--- Provided data ---

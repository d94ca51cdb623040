mod common;

use bevy::prelude::*;
use bullet_hell::common::state::GameState;
use bullet_hell::plugins::projectiles::components::{BulletHell, PooledBullet};
use bullet_hell::plugins::projectiles::messages::SpawnPattern;

fn pooled_visibility(app: &mut App) -> Vec<Visibility> {
    app.world_mut()
        .query_filtered::<&Visibility, With<PooledBullet>>()
        .iter(app.world())
        .copied()
        .collect()
}

#[test]
fn boots_and_ticks() {
    let mut app = common::app_headless();

    for _ in 0..3 {
        app.update();
    }
}

#[test]
fn entering_in_game_prewarms_the_pool() {
    let mut app = common::app_headless();
    app.update();

    let capacity = app.world().resource::<BulletHell>().pool().idle_len();
    assert_eq!(capacity, 100);

    let vis = pooled_visibility(&mut app);
    assert_eq!(vis.len(), 100);
    assert!(vis.iter().all(|v| *v == Visibility::Hidden));
}

#[test]
fn spawn_message_fires_a_full_volley() {
    let mut app = common::app_headless();
    app.update();

    app.world_mut().write_message(SpawnPattern);
    app.update();

    let hell = app.world().resource::<BulletHell>();
    assert_eq!(hell.active().len() + hell.pool().idle_len(), 100);
    assert_eq!(hell.stats().spawned, 100);
    assert_eq!(hell.stats().rejected_spawns, 0);

    // A second volley needs another 100 instances; the pool grows up to its cap.
    app.world_mut().write_message(SpawnPattern);
    app.update();
    assert_eq!(app.world().resource::<BulletHell>().stats().spawned, 200);
}

#[test]
fn leaving_in_game_disposes_every_bullet() {
    let mut app = common::app_headless();
    app.update();

    app.world_mut().write_message(SpawnPattern);
    app.update();

    app.world_mut()
        .resource_mut::<NextState<GameState>>()
        .set(GameState::Stopped);
    app.update();

    let hell = app.world().resource::<BulletHell>();
    assert!(hell.active().is_empty());
    assert_eq!(hell.pool().total(), 0);
    assert!(pooled_visibility(&mut app).is_empty());
}
//! Batched ray queries: one dispatch per sub-step for the whole active set.
//!
//! ```text
//!  origins[]  directions[]
//!      │           │
//!      └────┬──────┘
//!           v
//!  commands[0..min(n, max_batch_size)]   (fixed PROBE_DISTANCE each)
//!           │
//!           v   RaycastBackend::raycast_batch  (single call)
//!  hits[0..commands.len()]               (index-aligned, miss = collider None)
//!           │
//!           v
//!  on_result(&hits)                      (only if at least one command was issued)
//! ```
//!
//! Inputs past `max_batch_size` are dropped. Truncation is counted in
//! [`RaycastBatchProcessor::dropped_rays`] and is never an error; callers that can
//! exceed the cap must chunk themselves.
//!
//! Command and hit buffers are owned by the processor and reused between calls.

use avian3d::prelude::LayerMask;
use bevy::prelude::*;

pub mod avian;

/// Length of every probe, independent of bullet speed.
pub const PROBE_DISTANCE: f32 = 1.0;

pub const DEFAULT_MAX_BATCH_SIZE: usize = 10_000;

/// Recognized query toggles.
#[derive(Clone, Copy, Debug, PartialEq)]
pub struct RaycastQuery {
    /// Which surfaces are testable.
    pub layer_mask: LayerMask,
    /// Rays starting inside a collider report its boundary instead of the start point.
    pub hit_backfaces: bool,
    /// Sensors count as hits.
    pub hit_triggers: bool,
    /// Backends with per-face geometry may report more than the first face.
    /// Only the first hit per ray is ever returned.
    pub hit_multiple_faces: bool,
}

impl Default for RaycastQuery {
    fn default() -> Self {
        Self {
            layer_mask: LayerMask::ALL,
            hit_backfaces: false,
            hit_triggers: false,
            hit_multiple_faces: false,
        }
    }
}

#[derive(Clone, Copy, Debug, PartialEq)]
pub struct RaycastCommand {
    pub origin: Vec3,
    pub direction: Vec3,
    pub max_distance: f32,
}

/// One record per command. A miss has no collider.
#[derive(Clone, Copy, Debug, PartialEq)]
pub struct RaycastHit {
    pub collider: Option<Entity>,
    pub point: Vec3,
    pub normal: Vec3,
    pub distance: f32,
}

impl RaycastHit {
    pub const MISS: Self = Self {
        collider: None,
        point: Vec3::ZERO,
        normal: Vec3::ZERO,
        distance: 0.0,
    };

    #[inline]
    pub fn is_hit(&self) -> bool {
        self.collider.is_some()
    }
}

impl Default for RaycastHit {
    fn default() -> Self {
        Self::MISS
    }
}

/// Scene capability: resolve N commands into N hit records in one call.
///
/// `hits` arrives pre-filled with [`RaycastHit::MISS`] and has the same length as
/// `commands`. Implementations only write the slots that hit.
pub trait RaycastBackend {
    fn raycast_batch(&self, commands: &[RaycastCommand], query: &RaycastQuery, hits: &mut [RaycastHit]);
}

#[derive(Debug)]
pub struct RaycastBatchProcessor {
    max_batch_size: usize,
    commands: Vec<RaycastCommand>,
    hits: Vec<RaycastHit>,
    batches: u64,
    dropped_rays: u64,
}

impl Default for RaycastBatchProcessor {
    fn default() -> Self {
        Self::new(DEFAULT_MAX_BATCH_SIZE)
    }
}

impl RaycastBatchProcessor {
    pub fn new(max_batch_size: usize) -> Self {
        Self {
            max_batch_size,
            commands: Vec::new(),
            hits: Vec::new(),
            batches: 0,
            dropped_rays: 0,
        }
    }

    #[inline]
    pub fn max_batch_size(&self) -> usize {
        self.max_batch_size
    }

    /// Dispatches issued so far.
    #[inline]
    pub fn batches(&self) -> u64 {
        self.batches
    }

    /// Rays dropped by the batch cap so far.
    #[inline]
    pub fn dropped_rays(&self) -> u64 {
        self.dropped_rays
    }

    /// Commands built by the most recent call.
    #[inline]
    pub fn last_commands(&self) -> &[RaycastCommand] {
        &self.commands
    }

    /// Build, dispatch and collect one batch. Returns the number of commands issued.
    ///
    /// `on_result` runs synchronously after the backend returns, and only when at
    /// least one command was issued.
    pub fn perform_raycasts<B>(
        &mut self,
        backend: &B,
        origins: &[Vec3],
        directions: &[Vec3],
        query: &RaycastQuery,
        on_result: impl FnOnce(&[RaycastHit]),
    ) -> usize
    where
        B: RaycastBackend + ?Sized,
    {
        debug_assert_eq!(origins.len(), directions.len(), "ray batch arrays out of step");

        let requested = origins.len().min(directions.len());
        let ray_count = requested.min(self.max_batch_size);

        if ray_count < requested {
            let dropped = requested - ray_count;
            self.dropped_rays += dropped as u64;
            warn_once!(
                "raycast batch capped at {}; dropping {dropped} rays (further drops are only counted)",
                self.max_batch_size
            );
        }

        self.commands.clear();
        self.commands.extend(
            origins[..ray_count]
                .iter()
                .zip(&directions[..ray_count])
                .map(|(&origin, &direction)| RaycastCommand {
                    origin,
                    direction,
                    max_distance: PROBE_DISTANCE,
                }),
        );

        if self.commands.is_empty() {
            return 0;
        }

        self.hits.clear();
        self.hits.resize(ray_count, RaycastHit::MISS);

        backend.raycast_batch(&self.commands, query, &mut self.hits);
        self.batches += 1;

        on_result(&self.hits);
        ray_count
    }
}
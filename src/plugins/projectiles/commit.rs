//! Return commit: recycle bullets back into the pool.
//!
//! Runs in `Last`, after every reader of this frame's active set. This is the
//! only place `to_return` is emptied, so hit and expiry decisions made anywhere
//! in the frame become pool-visible together.

use bevy::prelude::*;

use super::components::BulletHell;
use super::factory::CommandsFactory;

pub fn return_to_pool_commit(mut commands: Commands, mut hell: ResMut<BulletHell>) {
    let returned = hell.flush(&mut CommandsFactory::new(&mut commands));
    if returned > 0 {
        trace!("returned {returned} bullets to pool");
    }
}

/// Leaving the simulation: drain the active set, then destroy every pooled entity.
pub fn dispose_bullet_pool(mut commands: Commands, mut hell: ResMut<BulletHell>) {
    let stats = hell.stats();
    hell.dispose(&mut CommandsFactory::new(&mut commands));
    info!(
        "bullet pool disposed after {} frames ({} spawned, {} hits, {} expired, {} rejected volleys)",
        stats.frames, stats.spawned, stats.hits, stats.expired, stats.rejected_spawns
    );
}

---

Your answer should be one number: how many lines in the material hold the word "RaycastQuery".

§ The answer: 4